Dead Giveaway
Page 11
‘Great,’ she said with resignation. ‘Have you just come to the end of one of your little affairs?’
‘No. Honestly. There hasn’t been anyone on the scene for months . . . nearly a year.’
‘Hmm.’
‘Oh, come on, Frances, do have dinner with me. After all, I am your husband.’
As soon as he’d said it, he knew that this might not be the best argument to put forward, and it received a well-deserved slap-down. ‘Depends very much, I would have said, on your definition of “husband”. . . whether the word is a once-and-for-all title bestowed at marriage or whether it implies a continuing active role, like, say, the word “lover”.’
‘I don’t quite see what you’re getting at,’ he said evasively.

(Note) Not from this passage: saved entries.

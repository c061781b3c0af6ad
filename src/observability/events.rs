//! Structured lifecycle events.
//!
//! The controller and its sessions report everything they do as an
//! [`Event`] handed to an [`EventSink`]. Sinks are called synchronously on
//! the control path and must return promptly.

use std::fmt;

/// Severity of an [`Event`].
#[derive(Debug, Clone, Copy, PartialEq, Eq, Hash)]
pub enum EventKind {
    Debug,
    Info,
    Error,
}

/// A single lifecycle event: kind, message and key/value attributes.
#[derive(Debug, Clone, PartialEq, Eq)]
pub struct Event<'a> {
    pub kind: EventKind,
    pub message: &'a str,
    pub attrs: &'a [(&'static str, String)],
}

impl Event<'_> {
    /// Look up an attribute by key.
    pub fn attr(&self, key: &str) -> Option<&str> {
        self.attrs
            .iter()
            .find(|(k, _)| *k == key)
            .map(|(_, v)| v.as_str())
    }

    /// Renders the attributes as `key=value` pairs separated by spaces.
    pub fn fields(&self) -> Fields<'_> {
        Fields(self.attrs)
    }
}

pub struct Fields<'a>(&'a [(&'static str, String)]);

impl fmt::Display for Fields<'_> {
    fn fmt(&self, f: &mut fmt::Formatter<'_>) -> fmt::Result {
        for (i, (key, value)) in self.0.iter().enumerate() {
            if i > 0 {
                f.write_str(" ")?;
            }
            write!(f, "{key}={value}")?;
        }
        Ok(())
    }
}

/// Receives lifecycle events.
pub trait EventSink: Send + Sync {
    fn event(&self, event: &Event<'_>);
}

impl<F> EventSink for F
where
    F: Fn(&Event<'_>) + Send + Sync,
{
    fn event(&self, event: &Event<'_>) {
        self(event)
    }
}

/// Default sink: forwards events to `tracing` at the matching level.
#[derive(Debug, Clone, Copy, Default)]
pub struct TracingSink;

impl EventSink for TracingSink {
    fn event(&self, event: &Event<'_>) {
        let fields = event.fields();
        match event.kind {
            EventKind::Debug => {
                tracing::debug!(target: "signal_profiler", %fields, "{}", event.message)
            }
            EventKind::Info => {
                tracing::info!(target: "signal_profiler", %fields, "{}", event.message)
            }
            EventKind::Error => {
                tracing::error!(target: "signal_profiler", %fields, "{}", event.message)
            }
        }
    }
}
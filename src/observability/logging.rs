//! Structured logging.
//!
//! # Design Decisions
//! - Uses tracing crate for structured logging
//! - `RUST_LOG` wins over the configured level when set

use tracing_subscriber::{layer::SubscriberExt, util::SubscriberInitExt, EnvFilter};

/// Filter directive used when `RUST_LOG` is not set.
pub fn default_directive(level: &str) -> String {
    format!("signal_profiler={level},tower_http={level}")
}

/// Install the global subscriber. Call once, from the binary.
pub fn init(level: &str) {
    tracing_subscriber::registry()
        .with(
            EnvFilter::try_from_default_env()
                .unwrap_or_else(|_| EnvFilter::new(default_directive(level))),
        )
        .with(tracing_subscriber::fmt::layer())
        .init();
}

#[cfg(test)]
mod tests {
    use super::*;

    #[test]
    fn test_default_directive_parses() {
        let directive = default_directive("debug");
        assert_eq!(directive, "signal_profiler=debug,tower_http=debug");
        assert!(EnvFilter::try_new(directive).is_ok());
    }
}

‘Yes, you do. The word “lover” suggests something’s happening. When the affair’s over, people become “ex-lovers”. It’s not the same with “husband”. Even if the marriage is over, you don’t become an “ex-husband” without getting divorced.’
‘Oh, you’re not on about that again. I thought we agreed that there was no point in our getting divorced.’
‘You agreed that. I don’t recall my opinion being canvassed.’
‘Frances . . .’
‘I have to be in the car in twenty seconds.’
‘Frances, will you please meet me for dinner in the Italian place at eight o’clock this evening?’
‘All right. But, Charles Paris . . .’
‘Yes?’
‘Don’t you dare be late.’
‘I won’t be, love. You know me.’
‘Yes. I do.’
Sydnee had said she’d ring him once she’d fixed up for them to see Trish Osborne, and she came through about half-past ten.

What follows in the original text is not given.